Other than it being one of the worst discussion forums ever coded, the main issue is the one you raised in the second paragraph; students discussing issues whilst the person employed by the teaching institute to whom you hand over your cash does nothing. It sounds like you’re lucky; your tutors do come and steer you back in the right direction. My wife’s course has been characterised by lecturers completely ignoring students for WEEKS and then putting up answers to questions posted 24 hours before the end-of-semester assignment is due.
Whilst the early adopters might have dreamed of a utopian ideal where students and teachers share information and ideas, the reality looks a little different. It’s a way for Universities to bolster their fees by enrolling more distance students but provide less service and less actual teaching.

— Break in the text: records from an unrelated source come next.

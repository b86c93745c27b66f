use rust_decimal::Decimal;
use rust_decimal_macros::dec;
use serde::Serialize;

use common::{Candle, Error, Result};

/// Default trailing window for support/resistance.
pub const DEFAULT_LEVEL_WINDOW: usize = 50;

/// The two price-grid lines bracketing a price.
///
/// Grid spacing depends on the price tier: 100 above 1000, 0.5 above 100,
/// 0.005 otherwise. Invariant: `lower <= price < upper` and
/// `upper - lower == increment`.
#[derive(Debug, Clone, Copy, PartialEq, Eq, Serialize)]
pub struct RoundNumberPair {
    pub lower: Decimal,
    pub upper: Decimal,
    pub increment: Decimal,
}

impl RoundNumberPair {
    pub fn increment_for(price: Decimal) -> Decimal {
        if price > dec!(1000) {
            dec!(100)
        } else if price > dec!(100) {
            dec!(0.5)
        } else {
            dec!(0.005)
        }
    }

    pub fn locate(price: Decimal) -> Result<Self> {
        if price <= Decimal::ZERO {
            return Err(Error::InvalidPrice(format!("price must be positive, got {price}")));
        }
        let increment = Self::increment_for(price);
        let lower = (price / increment).floor() * increment;
        Ok(Self {
            lower,
            upper: lower + increment,
            increment,
        })
    }

    pub fn midpoint(&self) -> Decimal {
        (self.lower + self.upper) / Decimal::TWO
    }
}

/// Trailing support (lowest low) and resistance (highest high).
#[derive(Debug, Clone, Copy, PartialEq, Eq, Serialize)]
pub struct Level {
    pub support: Decimal,
    pub resistance: Decimal,
}

/// A level computed from possibly fewer candles than requested.
#[derive(Debug, Clone, Copy, PartialEq, Eq, Serialize)]
pub struct LevelReading {
    pub level: Level,
    /// Candles the level was computed from.
    pub candles: usize,
    /// Fewer candles than the requested window were available.
    pub degraded: bool,
}

impl Level {
    /// Level over the last `window` candles. Fails when fewer exist.
    pub fn locate(candles: &[Candle], window: usize) -> Result<Level> {
        if window == 0 || candles.len() < window {
            return Err(Error::InsufficientData(format!(
                "level window needs {window} candles, got {}",
                candles.len()
            )));
        }
        Ok(Self::over(&candles[candles.len() - window..]))
    }

    /// Like [`Level::locate`] but proceeds with whatever is available,
    /// flagging the reading as degraded. `None` only for no candles.
    pub fn locate_partial(candles: &[Candle], window: usize) -> Option<LevelReading> {
        if candles.is_empty() {
            return None;
        }
        let take = window.clamp(1, candles.len());
        Some(LevelReading {
            level: Self::over(&candles[candles.len() - take..]),
            candles: take,
            degraded: take < window,
        })
    }

    fn over(candles: &[Candle]) -> Level {
        let support = candles.iter().map(|c| c.low).min().unwrap_or_default();
        let resistance = candles.iter().map(|c| c.high).max().unwrap_or_default();
        Level { support, resistance }
    }
}

#[cfg(test)]
mod tests {
    use super::*;
    use chrono::{TimeZone, Utc};

    fn bar(i: i64, low: Decimal, high: Decimal) -> Candle {
        Candle::new(low, high, low, high, Utc.timestamp_opt(i * 60, 0).unwrap())
    }

    #[test]
    fn tiers_match_fixed_grid() {
        let p = RoundNumberPair::locate(dec!(1.1205)).unwrap();
        assert_eq!((p.lower, p.upper), (dec!(1.120), dec!(1.125)));

        let p = RoundNumberPair::locate(dec!(250.3)).unwrap();
        assert_eq!((p.lower, p.upper), (dec!(250.0), dec!(250.5)));

        let p = RoundNumberPair::locate(dec!(43250)).unwrap();
        assert_eq!((p.lower, p.upper), (dec!(43200), dec!(43300)));
    }

    #[test]
    fn tier_boundaries_are_exact() {
        // 1000 belongs to the 0.5 tier, 100 to the 0.005 tier
        let p = RoundNumberPair::locate(dec!(1000)).unwrap();
        assert_eq!((p.lower, p.increment), (dec!(1000), dec!(0.5)));

        let p = RoundNumberPair::locate(dec!(100)).unwrap();
        assert_eq!((p.lower, p.increment), (dec!(100), dec!(0.005)));

        // a price sitting on a grid line is its own lower bound
        let p = RoundNumberPair::locate(dec!(1.125)).unwrap();
        assert_eq!(p.lower, dec!(1.125));
        assert_eq!(p.upper, dec!(1.130));
    }

    #[test]
    fn non_positive_price_rejected() {
        assert!(matches!(
            RoundNumberPair::locate(Decimal::ZERO),
            Err(Error::InvalidPrice(_))
        ));
        assert!(RoundNumberPair::locate(dec!(-1.2)).is_err());
    }

    #[test]
    fn level_uses_trailing_window() {
        let candles = vec![
            bar(0, dec!(0.5), dec!(9.0)),
            bar(1, dec!(1.0), dec!(2.0)),
            bar(2, dec!(1.5), dec!(3.0)),
        ];
        let level = Level::locate(&candles, 2).unwrap();
        assert_eq!(level.support, dec!(1.0));
        assert_eq!(level.resistance, dec!(3.0));
    }

    #[test]
    fn undersized_window_is_insufficient_data() {
        let candles = vec![bar(0, dec!(1), dec!(2))];
        assert!(matches!(
            Level::locate(&candles, DEFAULT_LEVEL_WINDOW),
            Err(Error::InsufficientData(_))
        ));

        let reading = Level::locate_partial(&candles, DEFAULT_LEVEL_WINDOW).unwrap();
        assert!(reading.degraded);
        assert_eq!(reading.candles, 1);
        assert!(Level::locate_partial(&[], 5).is_none());
    }
}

The corkboard in the hall was far more useful.
Thanks for the comments Dan and I completely appreciate the dilemma your wife faces.

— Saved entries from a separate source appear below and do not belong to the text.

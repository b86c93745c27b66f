use axum::http::StatusCode;
use axum::response::{IntoResponse, Response};
use serde_json::json;
use tracing::error;

use common::{Error, ErrorKind};

/// HTTP face of `common::Error`.
#[derive(Debug)]
pub struct ApiError(pub Error);

impl ApiError {
    pub fn status(&self) -> StatusCode {
        match self.0.kind() {
            ErrorKind::InvalidRequest => StatusCode::BAD_REQUEST,
            ErrorKind::InsufficientData
            | ErrorKind::IndicatorUnavailable
            | ErrorKind::InvalidPrice => StatusCode::UNPROCESSABLE_ENTITY,
            ErrorKind::DataSourceUnavailable => StatusCode::SERVICE_UNAVAILABLE,
            ErrorKind::Internal => StatusCode::INTERNAL_SERVER_ERROR,
        }
    }
}

impl From<Error> for ApiError {
    fn from(e: Error) -> Self {
        Self(e)
    }
}

impl IntoResponse for ApiError {
    fn into_response(self) -> Response {
        let status = self.status();
        if status.is_server_error() {
            error!(error = %self.0, "Request failed");
        }
        let body = json!({ "error": self.0.kind(), "message": self.0.to_string() });
        (status, axum::Json(body)).into_response()
    }
}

I am in the same situation currently with my new subject this year (Computer Games Design) and the lecturer who has a different approach to Blackboard.
He feels that it is less his job to provide feedback via this mechanism and more for student interaction where I feel that as a distance learner I become more isolated without the lecturer’s guidance.
Each lecturer and subject has a different approach it seems. Works well sometimes, and not so well at others but I sympathise with your wife and understand her frustrations.
Thanks again for your input.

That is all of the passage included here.